What this task involves:
Only the lines with the string "ValidationGeometry" are needed; return each of them from the entries below.

Records from a dataset:
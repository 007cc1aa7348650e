//! Cursored milestone chains and the two ways of combining them.

use std::any::Any;
use std::panic::{self, AssertUnwindSafe};

use serde::{Deserialize, Serialize};

use crate::error::EvaluationError;
use crate::validation::{Validation, ValidationFactory, ValidationGeometry, ValidationStatus};
use crate::world::World;

/// Which combination rule a [`SequenceSet`] applies.
#[derive(Debug, Clone, Copy, PartialEq, Eq, Hash, Serialize, Deserialize)]
#[serde(rename_all = "snake_case")]
pub enum SetKind {
    /// Every sequence must hold (AND).
    Always,
    /// Any one sequence completing is enough (OR).
    Eventually,
}

/// A unit that raised an error instead of producing a verdict.
#[derive(Debug, Clone, PartialEq)]
pub struct UnitError {
    pub sequence: usize,
    pub position: usize,
    pub description: String,
    pub error: EvaluationError,
}

/// Result of stepping a single sequence for one tick.
#[derive(Debug, Clone, PartialEq, Eq)]
pub enum SequenceStep {
    /// Nothing left to evaluate.
    Complete,
    /// The active unit was evaluated; `advanced` is set if the cursor moved past it.
    Evaluated {
        position: usize,
        status: ValidationStatus,
        advanced: bool,
    },
}

/// Ordered units, of which only the one under the cursor is evaluated.
pub struct Sequence {
    units: Vec<Box<dyn Validation>>,
    cursor: usize,
}

impl Sequence {
    pub fn new(units: Vec<Box<dyn Validation>>) -> Self {
        Self { units, cursor: 0 }
    }

    pub fn from_factories(factories: &[ValidationFactory]) -> Self {
        Self::new(factories.iter().map(ValidationFactory::build).collect())
    }

    pub fn cursor(&self) -> usize {
        self.cursor
    }

    pub fn len(&self) -> usize {
        self.units.len()
    }

    pub fn is_empty(&self) -> bool {
        self.units.is_empty()
    }

    /// An empty sequence is complete before any tick.
    pub fn is_complete(&self) -> bool {
        self.cursor >= self.units.len()
    }

    pub fn active(&self) -> Option<&dyn Validation> {
        self.units.get(self.cursor).map(|unit| &**unit)
    }

    /// Evaluate the active unit and move past it if its pass settles it.
    ///
    /// The unit that becomes active is not evaluated until the next tick.
    pub fn step(&mut self, world: &World) -> Result<SequenceStep, EvaluationError> {
        let position = self.cursor;
        let Some(unit) = self.units.get_mut(position) else {
            return Ok(SequenceStep::Complete);
        };

        let status = panic::catch_unwind(AssertUnwindSafe(|| unit.evaluate(world)))
            .map_err(|payload| EvaluationError::new(panic_message(payload.as_ref())))??;

        let advanced = status.is_passing() && !unit.is_invariant();
        if advanced {
            self.cursor += 1;
        }
        Ok(SequenceStep::Evaluated {
            position,
            status,
            advanced,
        })
    }
}

fn panic_message(payload: &(dyn Any + Send)) -> String {
    if let Some(message) = payload.downcast_ref::<&str>() {
        format!("validation panicked: {message}")
    } else if let Some(message) = payload.downcast_ref::<String>() {
        format!("validation panicked: {message}")
    } else {
        "validation panicked".to_string()
    }
}

/// Combined verdict of a set after a tick.
#[derive(Debug, Clone, PartialEq, Eq)]
pub enum SetVerdict {
    Satisfied,
    Pending,
    Violated {
        sequence: usize,
        position: usize,
        description: String,
    },
}

/// Cursor movement observed during the last evaluation, for diagnostics.
#[derive(Debug, Clone, PartialEq, Eq)]
pub struct Advance {
    pub sequence: usize,
    pub position: usize,
    pub description: String,
}

/// Outcome of evaluating every sequence in a set for one tick.
#[derive(Debug, Clone, PartialEq)]
pub struct SetEvaluation {
    pub verdict: SetVerdict,
    pub advances: Vec<Advance>,
}

pub struct SequenceSet {
    kind: SetKind,
    sequences: Vec<Sequence>,
    violation: Option<SetVerdict>,
}

impl SequenceSet {
    pub fn new(kind: SetKind, sequences: Vec<Sequence>) -> Self {
        Self {
            kind,
            sequences,
            violation: None,
        }
    }

    pub fn from_factories(kind: SetKind, factories: &[Vec<ValidationFactory>]) -> Self {
        Self::new(
            kind,
            factories
                .iter()
                .map(|sequence| Sequence::from_factories(sequence))
                .collect(),
        )
    }

    pub fn kind(&self) -> SetKind {
        self.kind
    }

    pub fn sequences(&self) -> &[Sequence] {
        &self.sequences
    }

    /// Current combined verdict without evaluating anything.
    pub fn verdict(&self) -> SetVerdict {
        if let Some(violation) = &self.violation {
            return violation.clone();
        }
        match self.kind {
            SetKind::Always => SetVerdict::Satisfied,
            SetKind::Eventually => {
                if self.sequences.is_empty() || self.sequences.iter().any(Sequence::is_complete) {
                    SetVerdict::Satisfied
                } else {
                    SetVerdict::Pending
                }
            }
        }
    }

    /// Step every sequence once, then combine.
    ///
    /// All sequences are stepped even after one has decided the set, so
    /// diagnostics and geometry stay current. The first unit error is returned
    /// after the whole set has been stepped.
    pub fn evaluate(&mut self, world: &World) -> Result<SetEvaluation, UnitError> {
        let mut advances = Vec::new();
        let mut first_error = None;

        for (index, sequence) in self.sequences.iter_mut().enumerate() {
            let description = sequence.active().map(|unit| unit.describe());
            match sequence.step(world) {
                Ok(SequenceStep::Complete) => {}
                Ok(SequenceStep::Evaluated {
                    position,
                    status,
                    advanced,
                }) => {
                    let description = description.unwrap_or_default();
                    if advanced {
                        advances.push(Advance {
                            sequence: index,
                            position,
                            description: description.clone(),
                        });
                    }
                    if self.kind == SetKind::Always
                        && status == ValidationStatus::Failing
                        && self.violation.is_none()
                    {
                        self.violation = Some(SetVerdict::Violated {
                            sequence: index,
                            position,
                            description,
                        });
                    }
                }
                Err(error) => {
                    if first_error.is_none() {
                        first_error = Some(UnitError {
                            sequence: index,
                            position: sequence.cursor(),
                            description: description.unwrap_or_default(),
                            error,
                        });
                    }
                }
            }
        }

        match first_error {
            Some(error) => Err(error),
            None => Ok(SetEvaluation {
                verdict: self.verdict(),
                advances,
            }),
        }
    }

    /// Descriptions of the units each incomplete sequence is waiting on.
    pub fn pending_descriptions(&self) -> Vec<String> {
        self.sequences
            .iter()
            .filter_map(|sequence| sequence.active().map(|unit| unit.describe()))
            .collect()
    }

    /// Geometry of every active, unsettled unit.
    pub fn active_geometry(&self, world: &World) -> Vec<(String, ValidationGeometry)> {
        self.sequences
            .iter()
            .filter_map(Sequence::active)
            .filter(|unit| !unit.is_settled())
            .map(|unit| (unit.describe(), unit.geometry(world)))
            .collect()
    }
}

Written answer:
use crate::validation::{Validation, ValidationFactory, ValidationGeometry, ValidationStatus};
    pub fn active_geometry(&self, world: &World) -> Vec<(String, ValidationGeometry)> {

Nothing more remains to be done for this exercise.